The United Kingdom has, for the first time, officially acknowledged its financial obligations to the European Union (EU), according to a Financial Times report. The article suggested that Joyce Anelay, a Brexit minister, submitted a document regarding the Brexit financial settlement, to the Parliament, in which it is said that the UK recognises its obligations to the EU and the need for these to be resolved. In other news, the Scottish and Welsh governments made clear that they can’t support the great repeal bill, saying that there is a risk of human rights being undermined and accusing Westminster of attempting a power grab.

In the US, market analysts and investors are waiting for June’s headline inflation data to be published, which are expected to influence the Fed’s strategy over the hike of interest rates in the next few months. President Donald Trump, who is visiting Paris for the celebration of Bastille Day, hinted at the possibility that the US could re-join the Paris climate change accord.

Pound Sterling – UK Markets

Today, Sterling rallied against the US Dollar, with the exchange rate set at $1.29. The British Pound remained stable against the Euro, trading at €1.13.

A Financial Times report said that Great Britain explicitly acknowledged, for the first time, that it has financial obligations to the EU, after Brexit. The newspaper’s article says that a written statement by the UK government to the Parliament, noted that “the UK has obligations to the EU … that will survive the UK’s withdrawal—and that these need to be resolved.” The statement was issued by Joyce Anelay, who is an appointed Minister of State at the Department for Exiting the EU. Brussels’ officials see the acknowledgment as a step forward by the British side, in order to avoid an early clash in the negotiations.

The Office for Budget Responsibility (OBR), which is the UK’s fiscal watchdog, stated in a report that the country’s public finances are now in worse shape to withstand a recession, in comparison to one decade ago. The OBR suggests that a small drop in the UK’s underlying growth rate, after Brexit, could lead to a sizeable increase in the country’s public debt. However, the report says that the Brexit divorce bill will have a minor impact in the UK’s finances.

US Dollar – US Markets

The US Dollar fell against the Euro, with the exchange rate set at €0.87. Wall Street edged higher as the Fed appears to stay on the path of gradually hiking interest rates, and investors are expecting that export-reliant firms will announce strong earnings, during the next two weeks.

Janet Yellen, the Fed’s Chair, concluded her two-day semi-annual testimony before Congress. Yellen backtracked on her comment that we won’t be seeing another financial crisis “in our lifetime.” Senators questioned her about the statement with Yellen answering that “I believe we have done a great deal since the financial crisis to strengthen the system and to make it more resilient. I think we can never be confident that there won’t be another financial crisis.”

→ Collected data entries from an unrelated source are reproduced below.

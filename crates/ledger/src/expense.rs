use std::collections::BTreeSet;

use serde::{Deserialize, Serialize};

use splitledger_core::{Entity, ExpenseId, LedgerError, LedgerResult, Money, UserId};

use crate::split::{Shares, SplitRule, SplitStrategy};

/// Expense submission as received from the outer API layer.
#[derive(Debug, Clone, PartialEq, Eq, Serialize, Deserialize)]
pub struct NewExpense {
    pub id: ExpenseId,
    pub description: String,
    pub amount: Money,
    pub payer: UserId,
    pub participants: Vec<UserId>,
    pub split: SplitRule,
}

/// A shared cost: one payer, participants who each owe a share.
///
/// Invariants (checked on every construction path):
/// - the amount is positive
/// - participants are non-empty and distinct
/// - every participant, payer included, has a share (possibly zero), and no one else does
/// - shares are non-negative and sum exactly to the amount
#[derive(Debug, Clone, PartialEq, Eq, Serialize)]
pub struct Expense {
    id: ExpenseId,
    description: String,
    amount: Money,
    payer: UserId,
    participants: Vec<UserId>,
    shares: Shares,
}

impl Entity for Expense {
    type Id = ExpenseId;

    fn id(&self) -> Self::Id {
        self.id
    }
}

impl Expense {
    /// Build an expense by running its split rule.
    pub fn new(request: NewExpense) -> LedgerResult<Self> {
        ensure_positive(request.amount)?;
        ensure_distinct(&request.participants)?;

        let shares = request
            .split
            .calculate_split(request.amount, &request.participants)?;

        Self::from_parts(
            request.id,
            request.description,
            request.amount,
            request.payer,
            request.participants,
            shares,
        )
    }

    /// Build an expense from already computed shares (e.g. records restored by a caller).
    pub fn from_parts(
        id: ExpenseId,
        description: impl Into<String>,
        amount: Money,
        payer: UserId,
        participants: Vec<UserId>,
        shares: Shares,
    ) -> LedgerResult<Self> {
        let expense = Self {
            id,
            description: description.into(),
            amount,
            payer,
            participants,
            shares,
        };
        expense.validate()?;
        Ok(expense)
    }

    /// Re-check every invariant.
    pub fn validate(&self) -> LedgerResult<()> {
        ensure_positive(self.amount)?;
        ensure_distinct(&self.participants)?;

        if !self.shares.contains_key(&self.payer) {
            return Err(LedgerError::malformed(format!(
                "payer {} has no share entry",
                self.payer
            )));
        }

        for participant in &self.participants {
            if !self.shares.contains_key(participant) {
                return Err(LedgerError::malformed(format!(
                    "participant {participant} has no share entry"
                )));
            }
        }
        if self.shares.len() != self.participants.len() {
            return Err(LedgerError::malformed(
                "shares name users who are not participants",
            ));
        }

        if let Some((user, share)) = self.shares.iter().find(|(_, s)| s.is_negative()) {
            return Err(LedgerError::invalid_split(format!(
                "share for {user} is negative ({share})"
            )));
        }

        let total = Money::checked_sum(self.shares.values().copied())?;
        if total != self.amount {
            return Err(LedgerError::invalid_split(format!(
                "shares sum to {total}, expense amount is {}",
                self.amount
            )));
        }

        Ok(())
    }

    pub fn description(&self) -> &str {
        &self.description
    }

    pub fn amount(&self) -> Money {
        self.amount
    }

    pub fn payer(&self) -> UserId {
        self.payer
    }

    /// Participants in submission order.
    pub fn participants(&self) -> &[UserId] {
        &self.participants
    }

    pub fn shares(&self) -> &Shares {
        &self.shares
    }

    pub fn share_of(&self, user: UserId) -> Option<Money> {
        self.shares.get(&user).copied()
    }

    /// `(debtor, amount)` for every participant other than the payer with a non-zero share.
    pub fn debts_to_payer(&self) -> impl Iterator<Item = (UserId, Money)> + '_ {
        self.shares
            .iter()
            .filter(|(user, share)| **user != self.payer && !share.is_zero())
            .map(|(&user, &share)| (user, share))
    }
}

fn ensure_positive(amount: Money) -> LedgerResult<()> {
    if !amount.is_positive() {
        return Err(LedgerError::invalid_split(format!(
            "expense amount must be positive (got {amount})"
        )));
    }
    Ok(())
}

fn ensure_distinct(participants: &[UserId]) -> LedgerResult<()> {
    if participants.is_empty() {
        return Err(LedgerError::malformed("expense has no participants"));
    }
    let mut seen = BTreeSet::new();
    for participant in participants {
        if !seen.insert(participant) {
            return Err(LedgerError::malformed(format!(
                "participant {participant} listed twice"
            )));
        }
    }
    Ok(())
}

US inflation data for June is going to be published today. Analysts expect that inflation declined to 1.6%, year to year, in the first month of the summer. Headline inflation in May had fallen to 1.9%, on a yearly basis, which was the lowest reading in the last six months. US retail sales figures are expected to rebound by 0.1%, after dropping by 0.3% in May, supported by the firmer wage growth.

Euro – European Markets

The Euro moved higher against the US Dollar, trading at $1.14. The attention of investors and traders has shifted to the US due to the release of inflation data, and European markets seem to follow Wall Street higher, but with very small gains.

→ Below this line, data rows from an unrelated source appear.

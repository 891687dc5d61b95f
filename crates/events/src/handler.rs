use std::sync::Arc;

use splitledger_core::LedgerResult;

/// Receives events from a subject (observer abstraction).
///
/// Observers are called synchronously, on the publishing thread, in the order they
/// were registered. An observer that returns an error stops delivery to every
/// observer registered after it; the error is surfaced to whoever published.
///
/// ## Atomicity
///
/// An observer must apply an event fully or not at all. Returning `Err` means the
/// observer's own state is unchanged by this event.
///
/// ## Thread Safety
///
/// Observers take `&self` and must be `Send + Sync`: read models answer queries
/// from other threads while the subject holds them in its registry. Interior
/// mutability (typically an `RwLock`) is the observer's concern.
pub trait Observer<M>: Send + Sync {
    /// Stable name used in logs and in `ObserverFailed` errors.
    fn name(&self) -> &str;

    /// Handle one event.
    fn notify(&self, event: &M) -> LedgerResult<()>;
}

impl<M, O> Observer<M> for Arc<O>
where
    O: Observer<M> + ?Sized,
{
    fn name(&self) -> &str {
        (**self).name()
    }

    fn notify(&self, event: &M) -> LedgerResult<()> {
        (**self).notify(event)
    }
}
//! Split rules: how an expense amount is divided between participants.
//!
//! Every strategy is a pure function of `(amount, participants, parameters)`.
//! Amounts are whole cents, so each rule fixes where leftover cents go:
//!
//! - **Equal**: `amount mod n` leftover cents go one each to the first participants
//!   in listed order (100.00 / 3 → 33.34, 33.33, 33.33).
//! - **Percentage**: each share is floored to the cent. When percentages total exactly
//!   100%, the cents lost to flooring go one each to participants with a non-zero
//!   percentage, in listed order. Otherwise shares are returned as computed and will
//!   not reconcile with the amount; expense validation rejects them.
//! - **Exact**: pass-through, must sum to the amount.

use std::collections::BTreeMap;

use serde::{Deserialize, Serialize};

use splitledger_core::{LedgerError, LedgerResult, Money, Percent, UserId};

/// Owed share per participant.
pub type Shares = BTreeMap<UserId, Money>;

/// Computes each participant's owed share of an expense.
pub trait SplitStrategy {
    fn calculate_split(&self, amount: Money, participants: &[UserId]) -> LedgerResult<Shares>;
}

/// Everyone owes the same amount (up to one cent).
#[derive(Debug, Copy, Clone, Default, PartialEq, Eq, Serialize, Deserialize)]
pub struct EqualSplit;

/// Each participant owes a percentage of the amount.
#[derive(Debug, Clone, Default, PartialEq, Eq, Serialize, Deserialize)]
#[serde(transparent)]
pub struct PercentageSplit {
    percentages: BTreeMap<UserId, Percent>,
}

/// Each participant owes an explicit amount.
#[derive(Debug, Clone, Default, PartialEq, Eq, Serialize, Deserialize)]
#[serde(transparent)]
pub struct ExactSplit {
    amounts: BTreeMap<UserId, Money>,
}

/// Split rule tag plus rule-specific parameters, as submitted by callers.
#[derive(Debug, Clone, PartialEq, Eq, Serialize, Deserialize)]
#[serde(tag = "rule", content = "parameters", rename_all = "snake_case")]
pub enum SplitRule {
    Equal,
    Percentage(PercentageSplit),
    Exact(ExactSplit),
}

impl PercentageSplit {
    pub fn new(percentages: impl IntoIterator<Item = (UserId, Percent)>) -> Self {
        Self {
            percentages: percentages.into_iter().collect(),
        }
    }

    pub fn percentages(&self) -> &BTreeMap<UserId, Percent> {
        &self.percentages
    }

    /// Sum of all percentages in basis points (not capped at 100%).
    pub fn total_basis_points(&self) -> u64 {
        self.percentages
            .values()
            .map(|p| u64::from(p.basis_points()))
            .sum()
    }
}

impl ExactSplit {
    pub fn new(amounts: impl IntoIterator<Item = (UserId, Money)>) -> Self {
        Self {
            amounts: amounts.into_iter().collect(),
        }
    }

    pub fn amounts(&self) -> &BTreeMap<UserId, Money> {
        &self.amounts
    }
}

impl SplitRule {
    pub fn percentage(percentages: impl IntoIterator<Item = (UserId, Percent)>) -> Self {
        Self::Percentage(PercentageSplit::new(percentages))
    }

    pub fn exact(amounts: impl IntoIterator<Item = (UserId, Money)>) -> Self {
        Self::Exact(ExactSplit::new(amounts))
    }

    /// Stable tag for logs.
    pub fn tag(&self) -> &'static str {
        match self {
            SplitRule::Equal => "equal",
            SplitRule::Percentage(_) => "percentage",
            SplitRule::Exact(_) => "exact",
        }
    }
}

impl SplitStrategy for SplitRule {
    fn calculate_split(&self, amount: Money, participants: &[UserId]) -> LedgerResult<Shares> {
        match self {
            SplitRule::Equal => EqualSplit.calculate_split(amount, participants),
            SplitRule::Percentage(rule) => rule.calculate_split(amount, participants),
            SplitRule::Exact(rule) => rule.calculate_split(amount, participants),
        }
    }
}

fn ensure_known<'a, V>(
    parameters: impl IntoIterator<Item = (&'a UserId, V)>,
    participants: &[UserId],
    rule: &str,
) -> LedgerResult<()> {
    for (user, _) in parameters {
        if !participants.contains(user) {
            return Err(LedgerError::malformed(format!(
                "{rule} split names {user}, who is not a participant"
            )));
        }
    }
    Ok(())
}

/// Hand out `remainder` cents (signed) one at a time to `recipients`, in order.
fn distribute_remainder(shares: &mut Shares, recipients: &[UserId], remainder: i64) {
    let step = Money::from_cents(remainder.signum());
    for user in recipients.iter().take(remainder.unsigned_abs() as usize) {
        if let Some(share) = shares.get_mut(user) {
            *share += step;
        }
    }
}

impl SplitStrategy for EqualSplit {
    fn calculate_split(&self, amount: Money, participants: &[UserId]) -> LedgerResult<Shares> {
        if participants.is_empty() {
            return Err(LedgerError::malformed("equal split needs at least one participant"));
        }

        let n = participants.len() as i64;
        let base = Money::from_cents(amount.cents() / n);
        let remainder = amount.cents() % n;

        let mut shares: Shares = participants.iter().map(|&user| (user, base)).collect();
        distribute_remainder(&mut shares, participants, remainder);
        Ok(shares)
    }
}

impl SplitStrategy for PercentageSplit {
    fn calculate_split(&self, amount: Money, participants: &[UserId]) -> LedgerResult<Shares> {
        ensure_known(&self.percentages, participants, "percentage")?;

        let mut shares = Shares::new();
        let mut recipients = Vec::new();
        for &user in participants {
            let pct = self.percentages.get(&user).copied().unwrap_or_default();
            shares.insert(user, pct.of(amount));
            if pct.basis_points() > 0 {
                recipients.push(user);
            }
        }

        if self.total_basis_points() == u64::from(Percent::FULL_BASIS_POINTS) {
            let allocated: Money = shares.values().sum();
            let remainder = (amount - allocated).cents();
            distribute_remainder(&mut shares, &recipients, remainder);
        }

        Ok(shares)
    }
}

impl SplitStrategy for ExactSplit {
    fn calculate_split(&self, amount: Money, participants: &[UserId]) -> LedgerResult<Shares> {
        ensure_known(&self.amounts, participants, "exact")?;

        let mut shares = Shares::new();
        for &user in participants {
            let owed = self.amounts.get(&user).copied().unwrap_or_default();
            if owed.is_negative() {
                return Err(LedgerError::invalid_split(format!(
                    "exact share for {user} is negative ({owed})"
                )));
            }
            shares.insert(user, owed);
        }

        let total = Money::checked_sum(shares.values().copied())?;
        if total != amount {
            return Err(LedgerError::invalid_split(format!(
                "exact shares sum to {total}, expense amount is {amount}"
            )));
        }

        Ok(shares)
    }
}
impl BalanceSheet {
    pub const OBSERVER_NAME: &'static str = "balance-sheet";

    pub fn new() -> Self {
        Self::default()
    }

    /// Rebuild a fresh sheet by replaying every active expense of `ledger`.
    pub fn from_ledger(ledger: &ExpenseLedger) -> LedgerResult<Self> {
        let sheet = Self::new();
        for expense in ledger.expenses() {
            sheet.notify(&ExpenseEvent::added(expense.clone()))?;
        }
        debug!(expenses = ledger.len(), "balance sheet rebuilt from ledger");
        Ok(sheet)
    }

    /// Net debt between two users: positive means `u1` owes `u2`.
    pub fn balance(&self, u1: UserId, u2: UserId) -> Money {
        let state = self.read();
        let owes = Self::pair(&state, UserPair::new(u1, u2));
        let owed = Self::pair(&state, UserPair::new(u2, u1));
        owes - owed
    }

    /// Net position of one user: negative = net debtor, positive = net creditor.
    pub fn total_balance(&self, user: UserId) -> Money {
        let state = self.read();
        // `apply` keeps every net position in range, so this never clamps.
        Money::saturating_from_wide(Self::wide_net(&state.debts, user))
    }

    /// Net position of every user appearing in any pair.
    pub fn net_balances(&self) -> BTreeMap<UserId, Money> {
        let state = self.read();
        let mut net: BTreeMap<UserId, i128> = BTreeMap::new();
        for (pair, amount) in &state.debts {
            *net.entry(pair.creditor).or_default() += amount.wide();
            *net.entry(pair.debtor).or_default() -= amount.wide();
        }
        net.into_iter()
            .map(|(user, cents)| (user, Money::saturating_from_wide(cents)))
            .collect()
    }

    /// Snapshot of the raw directed pair map (zero entries omitted).
    pub fn debts(&self) -> BTreeMap<UserPair, Money> {
        self.read().debts.clone()
    }

    pub fn users(&self) -> BTreeSet<UserId> {
        self.read()
            .debts
            .keys()
            .flat_map(|pair| [pair.debtor, pair.creditor])
            .collect()
    }

    /// Number of expenses currently reflected in the sheet.
    pub fn applied_expenses(&self) -> usize {
        self.read().applied.len()
    }

    fn read(&self) -> std::sync::RwLockReadGuard<'_, SheetState> {
        self.state.read().unwrap_or_else(PoisonError::into_inner)
    }

    fn pair(state: &SheetState, key: UserPair) -> Money {
        state.debts.get(&key).copied().unwrap_or(Money::ZERO)
    }

    fn wide_net(debts: &BTreeMap<UserPair, Money>, user: UserId) -> i128 {
        debts
            .iter()
            .map(|(pair, amount)| {
                if pair.creditor == user {
                    amount.wide()
                } else if pair.debtor == user {
                    -amount.wide()
                } else {
                    0
                }
            })
            .sum()
    }

    fn accumulate(
        deltas: &mut BTreeMap<UserPair, Money>,
        expense: &Expense,
        reverse: bool,
    ) -> LedgerResult<()> {
        let payer = expense.payer();
        for (debtor, share) in expense.debts_to_payer() {
            let delta = deltas
                .entry(UserPair::new(debtor, payer))
                .or_insert(Money::ZERO);
            *delta = if reverse {
                delta.checked_sub(share)?
            } else {
                delta.checked_add(share)?
            };
        }
        Ok(())
    }

    fn apply(&self, event: &ExpenseEvent) -> LedgerResult<()> {
        let mut state = self.state.write().unwrap_or_else(PoisonError::into_inner);

        let mut deltas = BTreeMap::new();
        match event {
            ExpenseEvent::Added(e) => {
                let id = e.expense.id();
                if state.applied.contains(&id) {
                    return Err(LedgerError::DuplicateExpenseId(id));
                }
                Self::accumulate(&mut deltas, &e.expense, false)?;
            }
            ExpenseEvent::Updated(e) => {
                let id = e.previous.id();
                if !e.previous.same_entity(&e.current) {
                    return Err(LedgerError::malformed(format!(
                        "update replaces {id} with a different expense {}",
                        e.current.id()
                    )));
                }
                if !state.applied.contains(&id) {
                    return Err(LedgerError::UnknownExpenseId(id));
                }
                // Diff-apply: reverse what `previous` contributed, then add `current`.
                Self::accumulate(&mut deltas, &e.previous, true)?;
                Self::accumulate(&mut deltas, &e.current, false)?;
            }
        }

        // Stage every new value before writing any, so a failure leaves the sheet unchanged.
        let mut staged = Vec::with_capacity(deltas.len());
        for (pair, delta) in deltas {
            let updated = Self::pair(&state, pair).checked_add(delta)?;
            if updated.is_negative() {
                return Err(LedgerError::invalid_split(format!(
                    "update would leave {} owing {} a negative amount",
                    pair.debtor, pair.creditor
                )));
            }
            staged.push((pair, updated));
        }

        // Each pair fitting is not enough: a user's net over all pairs must fit too.
        let mut shifts: BTreeMap<UserId, i128> = BTreeMap::new();
        for &(pair, updated) in &staged {
            let change = updated.wide() - Self::pair(&state, pair).wide();
            *shifts.entry(pair.creditor).or_default() += change;
            *shifts.entry(pair.debtor).or_default() -= change;
        }
        for (user, change) in shifts {
            let net = Self::wide_net(&state.debts, user) + change;
            if Money::from_wide(net).is_err() {
                warn!(user = %user, expense_id = %event.expense_id(), "net balance out of range; expense not applied");
                return Err(LedgerError::Overflow);
            }
        }

        for (pair, updated) in staged {
            if updated.is_zero() {
                state.debts.remove(&pair);
            } else {
                state.debts.insert(pair, updated);
            }
        }
        state.applied.insert(event.expense_id());

        Ok(())
    }
}
//! Shared-expense ledger (split rules, expenses, pairwise balances).
//!
//! Pure domain logic only: no IO, no HTTP, no persistence concerns. The
//! [`ExpenseLedger`] is the subject; the [`BalanceSheet`] is the read model it
//! keeps current through synchronous notifications.

pub mod balance_sheet;
pub mod expense;
pub mod ledger;
pub mod split;

pub use balance_sheet::{BalanceSheet, UserPair};
pub use expense::{Expense, NewExpense};
pub use ledger::{ExpenseAdded, ExpenseEvent, ExpenseLedger, ExpenseUpdated};
pub use split::{EqualSplit, ExactSplit, PercentageSplit, Shares, SplitRule, SplitStrategy};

ISTAT, the state Italian statistics agency, released data regarding the country’s inflation. The figures showed that annual inflation declined, for a second month in a row, after reaching a 2% peak in April. All figures came according to analysts’ expectations.

The Euro didn’t seem to get affected from comments made by the ECB’s governing council member, Ilmars Rimsevics, who said that the ECB’s stimulus programme will continue for “at least a couple of years.” Rimsevics, speaking on a Latvian radio station, said that “inflation is now expected at 1.5% in 2017 and 1.3% in 2018, which shows that the inflation target of 2% is not met.”

Other Currencies – Highlights

Sterling dropped against the Australian Dollar, trading at 1.67 AUD. The Commonwealth Bank of Australia (CBA) published a report, which suggests the boom in Chinese tourism to Australia is providing a huge boost to the country’s economy. The report says that “the pace in tourism growth has certainly slowed, but the quantum in terms of the number of tourists continue to grow. The inflow of tourists feeds a lot of different sectors, from transport to retail, to cafes and restaurants, even the support sectors around food and deliveries.”

The Pound gained ground against the New Zealand Dollar, trading at 1.76 NZD. ANZ’s economists predict that headline inflation will ease back to 1.9% from the first quarter’s 2.2% print. ANZ’s senior economist, Phil Borkin, said that “petrol is weighing on inflation numbers around the world and that’s the case for New Zealand too, so it’s really what the details say so.” Official data on inflation will be published on the 18th July.